**What you have to do:** Return every line from the one with "MemoryStore" through the one with "pub const HEADER_SIZE: usize = 4;", inclusive, exactly as it appears below.

(Collected data entries)
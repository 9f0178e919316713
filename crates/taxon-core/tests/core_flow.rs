use std::ffi::OsString;
use std::fs;

use taxon_core::config::Config;
use taxon_core::datastore::FileStore;
use taxon_model::{Category, CategoryConfig, CategoryKind, CategoryManager, KeyValueStore};
use tempfile::tempdir;

fn names(manager: &CategoryManager<FileStore>, kind: CategoryKind) -> Vec<String> {
    manager
        .list(kind)
        .iter()
        .map(|category| category.name.clone())
        .collect()
}

#[test]
fn file_store_survives_reload() {
    let temp = tempdir().expect("tempdir");
    let store = FileStore::open(temp.path()).expect("open store");
    let mut manager = CategoryManager::load(store, CategoryConfig::default());

    manager
        .add(CategoryKind::Priority, "Someday")
        .expect("add priority");
    let id = manager
        .resolve(CategoryKind::Status, "in progress")
        .map(|category| category.id.clone())
        .expect("seeded status");
    manager.begin_edit(CategoryKind::Status, &id).expect("begin");
    manager.update_draft("Doing").expect("draft");
    manager.save_edit(CategoryKind::Status, &id).expect("save");

    let reopened = FileStore::open(temp.path()).expect("reopen store");
    let manager = CategoryManager::load(reopened, CategoryConfig::default());
    assert_eq!(
        names(&manager, CategoryKind::Status),
        ["Completed", "Doing", "Not Started"]
    );
    assert_eq!(
        names(&manager, CategoryKind::Priority),
        ["Extreme", "Moderate", "Low", "Someday"]
    );
    assert_eq!(
        manager
            .find(CategoryKind::Status, &id)
            .map(|category| category.name.as_str()),
        Some("Doing")
    );
}

#[test]
fn corrupted_file_resets_both_lists() {
    let temp = tempdir().expect("tempdir");
    let mut store = FileStore::open(temp.path()).expect("open store");
    store
        .set("todoStatusCategories", r#"[{"id":"_x1","name":"Open"}]"#)
        .expect("seed status");
    store
        .set("todoPriorityCategories", r#"{"oops": true}"#)
        .expect("seed priority");

    let manager = CategoryManager::load(store, CategoryConfig::default());
    assert_eq!(
        names(&manager, CategoryKind::Status),
        ["Completed", "In Progress", "Not Started"]
    );
    assert_eq!(names(&manager, CategoryKind::Priority).len(), 3);

    let untouched = fs::read_to_string(temp.path().join("todoPriorityCategories.json"))
        .expect("read priority slot");
    assert_eq!(untouched, r#"{"oops": true}"#);
}

#[test]
fn rc_keys_select_slots_and_seeds() {
    let temp = tempdir().expect("tempdir");
    let rc = temp.path().join("taxonrc");
    fs::write(
        &rc,
        "storage.status_key = board.status\ndefaults.status = Open, Closed\n",
    )
    .expect("write rc");

    let cfg = Config::load(Some(rc.as_path())).expect("load config");
    let store = FileStore::open(&temp.path().join("data")).expect("open store");
    let mut manager = CategoryManager::load(store, cfg.category_config().expect("category config"));
    assert_eq!(names(&manager, CategoryKind::Status), ["Open", "Closed"]);

    manager.add(CategoryKind::Status, "Review").expect("add");
    assert!(temp.path().join("data").join("board.status.json").exists());
}

#[test]
fn run_deletes_with_yes_flag() {
    let temp = tempdir().expect("tempdir");
    let rc = temp.path().join("taxonrc");
    fs::write(&rc, "color = off\n").expect("write rc");
    let data = temp.path().join("data");

    let args: Vec<OsString> = [
        "taxon",
        "--taxonrc",
        rc.to_str().expect("utf8 path"),
        "--data",
        data.to_str().expect("utf8 path"),
        "--yes",
        "delete",
        "status",
        "Not Started",
    ]
    .iter()
    .map(OsString::from)
    .collect();
    taxon_core::run(args).expect("run delete");

    let raw = fs::read_to_string(data.join("todoStatusCategories.json")).expect("status slot");
    let stored: Vec<Category> = serde_json::from_str(&raw).expect("valid json");
    let stored_names: Vec<&str> = stored.iter().map(|c| c.name.as_str()).collect();
    assert_eq!(stored_names, ["Completed", "In Progress"]);
}

#[test]
fn run_rejects_duplicate_rename() {
    let temp = tempdir().expect("tempdir");
    let rc = temp.path().join("taxonrc");
    fs::write(&rc, "color = off\n").expect("write rc");
    let data = temp.path().join("data");

    let args: Vec<OsString> = [
        "taxon",
        "--taxonrc",
        rc.to_str().expect("utf8 path"),
        "--data",
        data.to_str().expect("utf8 path"),
        "rename",
        "status",
        "In Progress",
        "completed",
    ]
    .iter()
    .map(OsString::from)
    .collect();

    let err = taxon_core::run(args).expect_err("duplicate rename");
    assert_eq!(err.to_string(), "A category with this name already exists.");
    assert!(!data.join("todoStatusCategories.json").exists());
}
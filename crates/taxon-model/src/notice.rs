use serde::{
  Deserialize,
  Serialize
};

#[derive(
  Debug,
  Clone,
  Copy,
  Serialize,
  Deserialize,
  PartialEq,
  Eq,
)]
#[serde(rename_all = "lowercase")]
pub enum Severity {
  Success,
  Error,
  Warning
}

impl Severity {
  pub fn as_class(self) -> &'static str {
    match self {
      | Self::Success => "success",
      | Self::Error => "error",
      | Self::Warning => "warning"
    }
  }
}

/// Transient message for the notification surface.
#[derive(
  Debug,
  Clone,
  Serialize,
  Deserialize,
  PartialEq,
  Eq,
)]
pub struct Notice {
  pub message:  String,
  pub severity: Severity
}

impl Notice {
  pub fn success(
    message: impl Into<String>
  ) -> Self {
    Self {
      message:  message.into(),
      severity: Severity::Success
    }
  }

  pub fn error(
    message: impl Into<String>
  ) -> Self {
    Self {
      message:  message.into(),
      severity: Severity::Error
    }
  }

  pub fn warning(
    message: impl Into<String>
  ) -> Self {
    Self {
      message:  message.into(),
      severity: Severity::Warning
    }
  }
}
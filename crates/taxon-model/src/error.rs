use thiserror::Error;

use crate::category::CategoryKind;
use crate::notice::Notice;

#[derive(Debug, Error)]
pub enum CategoryError {
  #[error("stored {kind} categories are malformed: {source}")]
  StorageParse {
    kind:   CategoryKind,
    #[source]
    source: serde_json::Error
  },

  #[error("Category name cannot be empty.")]
  EmptyName,

  #[error("A category with this name already exists.")]
  DuplicateName { kind: CategoryKind, name: String },

  #[error("Please finish editing the current category first.")]
  EditInProgress,

  #[error("Please finish editing before deleting.")]
  DeleteWhileEditing,

  #[error("No category is being edited.")]
  NoActiveEdit,

  #[error("Category not found.")]
  NotFound { kind: CategoryKind, id: String },

  #[error("Could not save categories: {0:#}")]
  Storage(#[source] anyhow::Error)
}

impl CategoryError {
  pub fn notice(&self) -> Option<Notice> {
    match self {
      | Self::StorageParse { .. } => None,
      | Self::EmptyName
      | Self::DuplicateName { .. }
      | Self::Storage(_) => {
        Some(Notice::error(self.to_string()))
      }
      | Self::EditInProgress
      | Self::DeleteWhileEditing
      | Self::NoActiveEdit
      | Self::NotFound { .. } => {
        Some(Notice::warning(self.to_string()))
      }
    }
  }
}
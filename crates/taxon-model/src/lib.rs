//! Status and priority categories for a to-do dashboard,
//! with a single-row inline edit state machine and
//! persistence through a [`KeyValueStore`].

pub mod category;
pub mod config;
pub mod edit;
pub mod error;
pub mod manager;
pub mod notice;
pub mod store;

pub use category::{
  Category,
  CategoryKind
};
pub use config::CategoryConfig;
pub use edit::{
  ActiveEdit,
  EditState,
  RowMode,
  RowView
};
pub use error::CategoryError;
pub use manager::CategoryManager;
pub use notice::{
  Notice,
  Severity
};
pub use store::{
  KeyValueStore,
  MemoryStore
};
//! Decoding the sparse single-cell expression blob
//!
//! Layout, all little endian:
//!
//! | field | size |
//! |---|---|
//! | version (must be 2) | u16 |
//! | float table size `n` | u16 |
//! | float table | `n` x f32 |
//! | records | repeated `[transcript: u16][cell: u16][float index: u16]` |
//!
//! Only non-zero cells are stored, and the actual values are indirected
//! through the float table. Records of one transcript are contiguous, which
//! lets us index each transcript's byte range in a single pass.
use std::collections::{BTreeMap, HashMap};
use std::ops::Range;
use serde::{Serialize, Deserialize};
use log::debug;
use crate::error::{DredgeError, Result};

pub const SUPPORTED_VERSION: u16 = 2;
pub const HEADER_SIZE: usize = 4;
pub const RECORD_SIZE: usize = 6;
const FLOAT_SIZE: usize = 4;
/// transcripts and cells are addressed by u16 in the records
pub const MAX_ENTRIES: usize = u16::MAX as usize + 1;

#[derive(Serialize, Deserialize, Debug, PartialEq, Eq, Clone, Copy)]
pub struct ExpressionHeader {
    pub version: u16,
    pub float_table_size: u16,
}

/// a single non-zero entry of the matrix
#[derive(Serialize, Deserialize, Debug, PartialEq, Eq, Clone, Copy)]
pub struct SparseRecord {
    pub transcript: u16,
    pub cell: u16,
    pub value_index: u16,
}

/// row of the matrix (position in the transcript list)
#[derive(Eq, PartialEq, Hash, Ord, PartialOrd, Copy, Clone, Debug)]
pub struct TranscriptIndex(pub u16);

/// column of the matrix (position in the cell list)
#[derive(Eq, PartialEq, Hash, Ord, PartialOrd, Copy, Clone, Debug)]
pub struct CellIndex(pub u16);

/// A transcript given either by its row or by its label
#[derive(Debug, Clone, Copy, PartialEq, Eq)]
pub enum TranscriptKey<'a> {
    Index(TranscriptIndex),
    Label(&'a str),
}

impl<'a> From<&'a str> for TranscriptKey<'a> {
    fn from(label: &'a str) -> Self {
        TranscriptKey::Label(label)
    }
}

impl From<TranscriptIndex> for TranscriptKey<'_> {
    fn from(idx: TranscriptIndex) -> Self {
        TranscriptKey::Index(idx)
    }
}

fn decode_record(bytes: &[u8]) -> Result<SparseRecord> {
    bincode::deserialize(bytes).map_err(|e| DredgeError::format(format!("bad record: {e}")))
}

#[derive(Debug, Clone)]
pub struct SparseExpressionMatrix {
    buffer: Vec<u8>,
    header: ExpressionHeader,
    float_table: Vec<f32>,
    // byte range of each transcript's records
    ranges: HashMap<TranscriptIndex, Range<usize>>,
    transcripts: Vec<String>,
    label_index: HashMap<String, TranscriptIndex>,
    n_cells: usize,
}

impl SparseExpressionMatrix {
    /// Decodes the header and float table and indexes the record section.
    ///
    /// `transcripts` are the row labels (line `i` of the transcript file is row `i`),
    /// `n_cells` the number of columns. Any inconsistency is a [`DredgeError::Format`].
    pub fn new(buffer: Vec<u8>, transcripts: Vec<String>, n_cells: usize) -> Result<Self> {
        if transcripts.len() > MAX_ENTRIES {
            return Err(DredgeError::format(format!(
                "{} transcripts, records can address at most {MAX_ENTRIES}",
                transcripts.len()
            )));
        }
        if n_cells > MAX_ENTRIES {
            return Err(DredgeError::format(format!("{n_cells} cells, records can address at most {MAX_ENTRIES}")));
        }
        if buffer.len() < HEADER_SIZE {
            return Err(DredgeError::format(format!("buffer of {} bytes has no header", buffer.len())));
        }
        let header: ExpressionHeader = bincode::deserialize(&buffer[..HEADER_SIZE])
            .map_err(|e| DredgeError::format(format!("bad header: {e}")))?;

        if header.version != SUPPORTED_VERSION {
            return Err(DredgeError::format(format!(
                "unsupported expression data version {} (expected {})",
                header.version, SUPPORTED_VERSION
            )));
        }

        let records_start = HEADER_SIZE + header.float_table_size as usize * FLOAT_SIZE;
        if buffer.len() < records_start {
            return Err(DredgeError::format(format!(
                "truncated float table: need {} bytes, have {}",
                records_start,
                buffer.len()
            )));
        }
        let float_table: Vec<f32> = buffer[HEADER_SIZE..records_start]
            .chunks_exact(FLOAT_SIZE)
            .map(|c| f32::from_le_bytes([c[0], c[1], c[2], c[3]]))
            .collect();

        if (buffer.len() - records_start) % RECORD_SIZE != 0 {
            return Err(DredgeError::format(format!(
                "record section of {} bytes is not a multiple of {}",
                buffer.len() - records_start,
                RECORD_SIZE
            )));
        }

        let ranges = index_transcripts(&buffer, records_start, &float_table, transcripts.len(), n_cells)?;

        // a label listed twice resolves to its first row
        let mut label_index = HashMap::with_capacity(transcripts.len());
        for (t, i) in transcripts.iter().zip(0..=u16::MAX) {
            label_index.entry(t.clone()).or_insert(TranscriptIndex(i));
        }

        debug!(
            "expression blob: {} transcripts with data, {} float values, {} records",
            ranges.len(),
            float_table.len(),
            (buffer.len() - records_start) / RECORD_SIZE
        );

        Ok(SparseExpressionMatrix { buffer, header, float_table, ranges, transcripts, label_index, n_cells })
    }

    pub fn header(&self) -> ExpressionHeader {
        self.header
    }

    pub fn n_cells(&self) -> usize {
        self.n_cells
    }

    pub fn transcripts(&self) -> &[String] {
        &self.transcripts
    }

    pub fn float_table(&self) -> &[f32] {
        &self.float_table
    }

    /// number of transcripts that have at least one record
    pub fn n_expressed_transcripts(&self) -> usize {
        self.ranges.len()
    }

    pub fn transcript_index<'a>(&self, key: impl Into<TranscriptKey<'a>>) -> Result<TranscriptIndex> {
        match key.into() {
            TranscriptKey::Label(label) => self
                .label_index
                .get(label)
                .copied()
                .ok_or_else(|| DredgeError::not_found(format!("transcript {label}"))),
            TranscriptKey::Index(idx) => {
                if (idx.0 as usize) < self.transcripts.len() {
                    Ok(idx)
                } else {
                    Err(DredgeError::not_found(format!("transcript index {}", idx.0)))
                }
            }
        }
    }

    /// Expression of one transcript per cell.
    ///
    /// Without `include_zeros` only cells that have a record are returned,
    /// with it every cell of the dataset is present, defaulting to 0.
    pub fn expressions_for_transcript<'a>(
        &self,
        key: impl Into<TranscriptKey<'a>>,
        include_zeros: bool,
    ) -> Result<BTreeMap<CellIndex, f32>> {
        let idx = self.transcript_index(key)?;

        let mut expressions: BTreeMap<CellIndex, f32> = if include_zeros {
            (0..=u16::MAX).take(self.n_cells).map(|c| (CellIndex(c), 0.0)).collect()
        } else {
            BTreeMap::new()
        };

        if let Some(range) = self.ranges.get(&idx) {
            for chunk in self.buffer[range.clone()].chunks_exact(RECORD_SIZE) {
                let record = decode_record(chunk)?;
                // float indices were validated while indexing
                let value = self.float_table[record.value_index as usize];
                expressions.insert(CellIndex(record.cell), value);
            }
        }
        Ok(expressions)
    }
}

/// single pass over the records, noting where each transcript starts;
/// also validates every record against the table and the dimensions
fn index_transcripts(
    buffer: &[u8],
    records_start: usize,
    float_table: &[f32],
    n_transcripts: usize,
    n_cells: usize,
) -> Result<HashMap<TranscriptIndex, Range<usize>>> {
    let mut ranges: HashMap<TranscriptIndex, Range<usize>> = HashMap::new();
    let mut current: Option<(TranscriptIndex, usize)> = None;

    for (i, chunk) in buffer[records_start..].chunks_exact(RECORD_SIZE).enumerate() {
        let offset = records_start + i * RECORD_SIZE;
        let record = decode_record(chunk)?;

        if record.transcript as usize >= n_transcripts {
            return Err(DredgeError::format(format!(
                "record at byte {offset} references transcript {} of {}",
                record.transcript, n_transcripts
            )));
        }
        if record.cell as usize >= n_cells {
            return Err(DredgeError::format(format!(
                "record at byte {offset} references cell {} of {}",
                record.cell, n_cells
            )));
        }
        if record.value_index as usize >= float_table.len() {
            return Err(DredgeError::format(format!(
                "record at byte {offset} references float {} of {}",
                record.value_index,
                float_table.len()
            )));
        }

        let t = TranscriptIndex(record.transcript);
        match current {
            Some((cur, _)) if cur == t => {}
            _ => {
                if let Some((prev, start)) = current {
                    ranges.insert(prev, start..offset);
                }
                if ranges.contains_key(&t) {
                    return Err(DredgeError::format(format!(
                        "records of transcript {} are not contiguous",
                        t.0
                    )));
                }
                current = Some((t, offset));
            }
        }
    }
    if let Some((last, start)) = current {
        ranges.insert(last, start..buffer.len());
    }
    Ok(ranges)
}

/// Writes a blob in the layout read by [`SparseExpressionMatrix`].
/// Records are written in the order given; keep each transcript's records together.
pub fn encode_expression_blob(float_table: &[f32], records: &[SparseRecord]) -> Result<Vec<u8>> {
    let table_size = u16::try_from(float_table.len())
        .map_err(|_| DredgeError::format(format!("float table of {} entries too large", float_table.len())))?;
    let header = ExpressionHeader { version: SUPPORTED_VERSION, float_table_size: table_size };

    let mut buf = bincode::serialize(&header).map_err(|e| DredgeError::format(e.to_string()))?;
    for f in float_table {
        buf.extend_from_slice(&f.to_le_bytes());
    }
    for r in records {
        let bytes = bincode::serialize(r).map_err(|e| DredgeError::format(e.to_string()))?;
        buf.extend_from_slice(&bytes);
    }
    Ok(buf)
}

**Expected output:**
  MemoryStore
};
//! Decoding the sparse single-cell expression blob
//!
//! Layout, all little endian:
//!
//! | field | size |
//! |---|---|
//! | version (must be 2) | u16 |
//! | float table size `n` | u16 |
//! | float table | `n` x f32 |
//! | records | repeated `[transcript: u16][cell: u16][float index: u16]` |
//!
//! Only non-zero cells are stored, and the actual values are indirected
//! through the float table. Records of one transcript are contiguous, which
//! lets us index each transcript's byte range in a single pass.
use std::collections::{BTreeMap, HashMap};
use std::ops::Range;
use serde::{Serialize, Deserialize};
use log::debug;
use crate::error::{DredgeError, Result};

pub const SUPPORTED_VERSION: u16 = 2;
pub const HEADER_SIZE: usize = 4;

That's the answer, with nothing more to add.